Native Coding Agent Optimized for Local LLM and DeepSeek v4 with Vector Memory
cwcode is a Go-based terminal coding agent leveraging DeepSeek V4 Pro, Qwen3.6-27B, and more. It offers file editing, sub-agents, semantic memory, and autonomous recovery. Key features: low cost (~$0.40/hour), high cache hit ratio (>85%), hash-anchored edits, checkpoint/rewind, and no SaaS lock-in.
cwcode
A terminal coding agent built around DeepSeek V4 Pro, Qwen3.6‑27B, Kimi, Azure, and anything else that speaks OpenAI’s chat API.
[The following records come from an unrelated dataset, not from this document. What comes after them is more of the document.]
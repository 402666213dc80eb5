//! Component-conditional summaries of the posterior chains.
//!
//! A loading classified "present" is summarized over its slab draws only,
//! and an "absent" loading over its spike draws, so that effect-size
//! estimates are not contaminated by draws from the other mixture
//! component. Marginal entries are summarized over the full retained
//! sub-chain. Factor scores and residual variances are not
//! mixture-indexed and get plain summaries.

use crate::chain::RetainedDraws;
use crate::classify::{Classification, LoadingCall};
use crate::errors::BsfaResult;
use crate::summary::{ChainSummarizer, ParamSummary};
use ndarray::{Array1, Array2};
use serde::{Deserialize, Serialize};

/// Summary of one loading entry restricted to the draws consistent with
/// its assigned mixture component.
#[derive(Debug, Clone, Copy, PartialEq, Serialize, Deserialize)]
pub struct EntrySummary {
    /// The entry's classification.
    pub call: LoadingCall,
    /// Number of retained draws matching the assigned component.
    pub n_selected: usize,
    /// `None` when no retained draws matched the assigned component.
    pub summary: Option<ParamSummary>,
}

/// Conditional summaries for every loading entry.
#[derive(Debug, Clone)]
pub struct LoadingSummary {
    /// Entries, shape (n, K).
    pub entries: Array2<EntrySummary>,
}

impl LoadingSummary {
    /// Indices of entries whose selected sub-chain was empty.
    pub fn insufficient_entries(&self) -> Vec<(usize, usize)> {
        self.entries
            .indexed_iter()
            .filter(|(_, entry)| entry.summary.is_none())
            .map(|(idx, _)| idx)
            .collect()
    }
}

/// Build the conditional loading summary table.
pub fn summarize_loadings<S: ChainSummarizer>(
    draws: &RetainedDraws<'_>,
    classification: &Classification,
    summarizer: &S,
) -> BsfaResult<LoadingSummary> {
    let (n, k) = (draws.n_vars(), draws.n_factors());
    let placeholder = EntrySummary {
        call: LoadingCall::Marginal,
        n_selected: 0,
        summary: None,
    };
    let mut entries = Array2::from_elem((n, k), placeholder);

    for i in 0..n {
        for kk in 0..k {
            let alpha = draws.loading_entry(i, kk);
            let indicators = draws.indicator_entry(i, kk);
            let call = classification.calls[[i, kk]];

            let selected: Vec<f64> = match call {
                LoadingCall::Present => select_component(&alpha, &indicators, 1),
                LoadingCall::Absent => select_component(&alpha, &indicators, 0),
                LoadingCall::Marginal => alpha,
            };

            let summary = if selected.is_empty() {
                None
            } else {
                Some(summarizer.summarize(&selected)?)
            };
            entries[[i, kk]] = EntrySummary {
                call,
                n_selected: selected.len(),
                summary,
            };
        }
    }

    Ok(LoadingSummary { entries })
}

fn select_component(alpha: &[f64], indicators: &[u8], component: u8) -> Vec<f64> {
    alpha
        .iter()
        .zip(indicators)
        .filter(|(_, &z)| z == component)
        .map(|(&a, _)| a)
        .collect()
}

/// Summaries of the factor-score chains, shape (K, p).
pub fn summarize_scores<S: ChainSummarizer>(
    draws: &RetainedDraws<'_>,
    summarizer: &S,
) -> BsfaResult<Array2<ParamSummary>> {
    let (k, p) = (draws.n_factors(), draws.n_samples());
    let placeholder = ParamSummary {
        mean: 0.0,
        se: 0.0,
        lower: 0.0,
        upper: 0.0,
    };
    let mut table = Array2::from_elem((k, p), placeholder);
    for kk in 0..k {
        for j in 0..p {
            table[[kk, j]] = summarizer.summarize(&draws.score_entry(kk, j))?;
        }
    }
    Ok(table)
}

/// Summaries of the residual-variance chains, length n.
pub fn summarize_resid_vars<S: ChainSummarizer>(
    draws: &RetainedDraws<'_>,
    summarizer: &S,
) -> BsfaResult<Array1<ParamSummary>> {
    let n = draws.n_vars();
    let placeholder = ParamSummary {
        mean: 0.0,
        se: 0.0,
        lower: 0.0,
        upper: 0.0,
    };
    let mut table = Array1::from_elem(n, placeholder);
    for i in 0..n {
        table[i] = summarizer.summarize(&draws.resid_var_entry(i))?;
    }
    Ok(table)
}

#[cfg(test)]
mod tests {
    use super::*;
    use approx::assert_abs_diff_eq;

    #[test]
    fn selection_matches_indicator_draws() {
        let alpha = vec![1.0, 5.0, 2.0, 6.0, 3.0];
        let z = vec![1u8, 0, 1, 0, 1];

        let slab = select_component(&alpha, &z, 1);
        assert_eq!(slab, vec![1.0, 2.0, 3.0]);

        let spike = select_component(&alpha, &z, 0);
        assert_eq!(spike, vec![5.0, 6.0]);
    }

    #[test]
    fn selected_mean_is_the_mean_of_matching_draws() {
        use crate::summary::{ChainSummarizer, HpdSummarizer};

        let alpha = vec![2.0, 100.0, 4.0, 100.0];
        let z = vec![1u8, 0, 1, 0];
        let selected = select_component(&alpha, &z, 1);

        let summarizer = HpdSummarizer::new(0.9).unwrap();
        let summary = summarizer.summarize(&selected).unwrap();
        assert_eq!(selected.len(), 2);
        assert_abs_diff_eq!(summary.mean, 3.0);
    }

    #[test]
    fn summary_table_respects_component_membership() {
        use crate::chain::ChainStore;
        use crate::config::SamplerControls;
        use crate::summary::HpdSummarizer;

        let controls = SamplerControls {
            sample: 6,
            burnin: 0,
            lag: 1,
            seed: 0,
        };
        let mut store = ChainStore::new(1, 2, 1, &controls);
        for t in 0..6 {
            let in_slab = t % 2 == 0;
            let alpha = if in_slab { 5.0 + (t / 2) as f64 } else { 0.0 };
            store.record(
                &Array2::from_elem((1, 1), alpha),
                &Array2::zeros((1, 2)),
                &Array1::ones(1),
                &Array2::from_elem((1, 1), in_slab as u8),
                &Array2::from_elem((1, 1), 0.5),
            );
        }
        let retained = store.retained().unwrap();
        let summarizer = HpdSummarizer::new(0.9).unwrap();
        let evidence = Array2::from_elem(
            (1, 1),
            ParamSummary {
                mean: 0.5,
                se: 0.0,
                lower: 0.4,
                upper: 0.6,
            },
        );

        // Present: only the slab draws 5, 6, 7 are summarized.
        let classification = Classification {
            calls: Array2::from_elem((1, 1), LoadingCall::Present),
            evidence: evidence.clone(),
        };
        let table = summarize_loadings(&retained, &classification, &summarizer).unwrap();
        let entry = table.entries[[0, 0]];
        assert_eq!(entry.n_selected, 3);
        assert_abs_diff_eq!(entry.summary.unwrap().mean, 6.0);

        // Absent: only the spike draws are summarized.
        let classification = Classification {
            calls: Array2::from_elem((1, 1), LoadingCall::Absent),
            evidence,
        };
        let table = summarize_loadings(&retained, &classification, &summarizer).unwrap();
        let entry = table.entries[[0, 0]];
        assert_eq!(entry.n_selected, 3);
        assert_abs_diff_eq!(entry.summary.unwrap().mean, 0.0);
    }

    #[test]
    fn empty_selection_yields_no_summary() {
        // All draws sit in the spike, but the entry is called present.
        let alpha = vec![0.0, 0.0, 0.0];
        let z = vec![0u8, 0, 0];
        let selected = select_component(&alpha, &z, 1);
        assert!(selected.is_empty());
    }
}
Written in Go. Lives in your terminal. Edits real code. Recovers from its own mistakes. Costs about $0.40 to leave running for an hour.
5%
of Claude’s token cost on DeepSeek V4 Pro
85%+
prefix-cache hit ratio after turn 3
~12k
lines of Go no external services
What it is
cwcode is a Bubbletea TUI that drives any OpenAI-compatible chat endpoint as a tool-using coding agent. It ships with profiles for DeepSeek (Pro and Flash), Azure OpenAI, Kimi for Coding, and a local vLLM / llama.cpp profile for Qwen3.6-27B on a home server. Switching profiles mid-session is one slash command.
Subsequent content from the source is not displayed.